Source: SandRidge Energy Corporate Presentation

Horizontal Wells on the Kansas Portion of the Mississippian Lime

Source: Kansas Geological Survey

Most companies with large acreage positions will need to use horizontal production (at least initially) to hold their acreage before their leases expire.  Completion techniques vary, but two companies have recently altered methods and seen higher resource cuts as a result.  Range Resources (RRC) recently boosted its EURs on its Mississippian type curve to 600 MBOE from 485 MBOE after increasing its laterals to 3,468’ with a 17 stage frack from 2,197’ with a 12 stage frack, while only increasing well costs 10% to $3.2 million.  Petroquest Energy (PQ) announced 30-day IP rates for its first two Mississippian wells, PQML #1 and PQML #2, in Pawnee County, Oklahoma during its Q2’12 earnings call.  PQ’s wells were completed with 4,100’ laterals and 12-stage fracks and flowed back at 200 BOEPD and 525 BOEPD, respectively.  While this is a small sample size, frack methods may explain the performance gap between these two wells, as the second well used an acid-slick water mix in all stages versus white sand in the first seven stages in #1 and acid-slick water mix on the other five stages.

Economic Comparison

The table above shows well costs in the Mississippian are about half as expensive as its Bakken counterpart.  While Range’s EURs rival those in the Bakken, the company is basing the number off of a small sample size of six horizontal wells, so I would hesitate to use that number even as an upper bound of reserves per well.  A conservative EUR for the Lime would be in the 300 to 400 MBOE range (that’s the range Devon Energy (DVN) sites), just know that they will fluctuate and while RRC’s wells in Kay County may be large, they will be balanced out by lower EURs as you move to the Northern/extension portion of the play.  IRRs powered by prolific wells at low cost are where this play looks to be better than the Bakken.  There are issues with margins in parts of the Bakken, where high well costs combined with a WTI discount and high transportation costs can eat into a company’s returns, whereas the Lime’s proximity to Cushing will keep differentials under control.  A risk factor for the Lime is that it lies in natural gas country, and while a gas price recovery will help economics for the play, costs could go up coincidentally due to competition for frack crews and other services.

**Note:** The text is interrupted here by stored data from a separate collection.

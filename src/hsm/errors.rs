use thiserror::Error;

/// Failures reported by a token backend
#[derive(Debug, Clone, Error)]
pub enum TokenError {
    /// The session handle is no longer usable; reopening may help
    #[error("Token session lost: {0}")]
    SessionLost(String),

    #[error("Token not available: {0}")]
    Unavailable(String),

    #[error("Token login failed: {0}")]
    Login(String),

    #[error("Algorithm {0} is not supported by this token")]
    UnsupportedAlgorithm(String),

    #[error("Key not found on token: {0}")]
    KeyNotFound(String),

    #[error("Token operation failed: {0}")]
    Operation(String),

    #[error("Token storage error: {0}")]
    Storage(String),
}

/// Failures surfaced by the key store to its callers
#[derive(Debug, Clone, Error)]
pub enum KeyStoreError {
    /// Opening or keeping a token session failed
    #[error("HSM connection error: {0}")]
    HsmConnection(String),

    /// A key pair could not be found, created or destroyed
    #[error("Key provisioning error: {0}")]
    KeyProvision(String),

    /// The token refused or failed a signature
    #[error("Signing error: {0}")]
    Signing(String),
}

pub type Result<T> = std::result::Result<T, KeyStoreError>;
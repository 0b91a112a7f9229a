use super::errors::TokenError;
use super::keys::TokenKey;
use crate::dnssec::DnsSecAlgorithm;

/// A key container that sessions can be opened against
pub trait Token: Send + Sync {
    /// Open and authenticate a new session
    fn open_session(&self) -> Result<Box<dyn TokenSession>, TokenError>;

    /// Name for logs
    fn describe(&self) -> String;
}

/// An open session with a token. Dropping it closes the session.
///
/// Implementations need not be thread safe; callers serialize access.
pub trait TokenSession: Send {
    /// Key pairs whose label starts with `label_prefix`
    fn find_keys(&mut self, label_prefix: &str) -> Result<Vec<TokenKey>, TokenError>;

    /// Create a key pair with the given label and object id
    fn generate_key_pair(
        &mut self,
        label: &str,
        id: &[u8],
        algorithm: DnsSecAlgorithm,
    ) -> Result<TokenKey, TokenError>;

    /// Sign `data` with the private key of object `id`. The token applies
    /// the algorithm's hash; the signature is returned in DNSSEC format.
    fn sign(
        &mut self,
        id: &[u8],
        algorithm: DnsSecAlgorithm,
        data: &[u8],
    ) -> Result<Vec<u8>, TokenError>;

    /// Destroy both halves of the key pair with object id `id`
    fn destroy_key(&mut self, id: &[u8]) -> Result<(), TokenError>;
}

Circling back to the comments made by Ward and Papa, both seem to be right at least to some extent: Ward’s comment that the Lime has better returns than the Bakken is proving to be accurate and Papa’s claim that the Bakken makes the Lime look like a spec is accurate, at least for the time being.  The Bakken has seen production grow 550% since 2008 to 713 MBOEPD, which is not a number to shrug at.  IHS forecasts the Lime could produce 200 MBOEPD by 2020, which is less than a third of what the Bakken produces today.  Of course, the Lime doesn’t need to be bigger or better than the Bakken to be one of the best land resource plays in North America.  SD has proven that while the play isn’t as consistent as the Bakken (the graph above shows it has drilled 64 wells with 30-day average IP rates of 55 BOEPD), good wells more than make up for lackluster ones and have powered the company’s program IRR to over 80%.  The next step for the play will be to prove its extension area is as economic as the core, a feat that will be a major catalyst for most operators in this play.  The Lime may not be the next Bakken (or Michael Jordan if you prefer), but it’s proving to be a big, economic play and I’d put my money on it surpassing 200 MBOEPD well before 2020.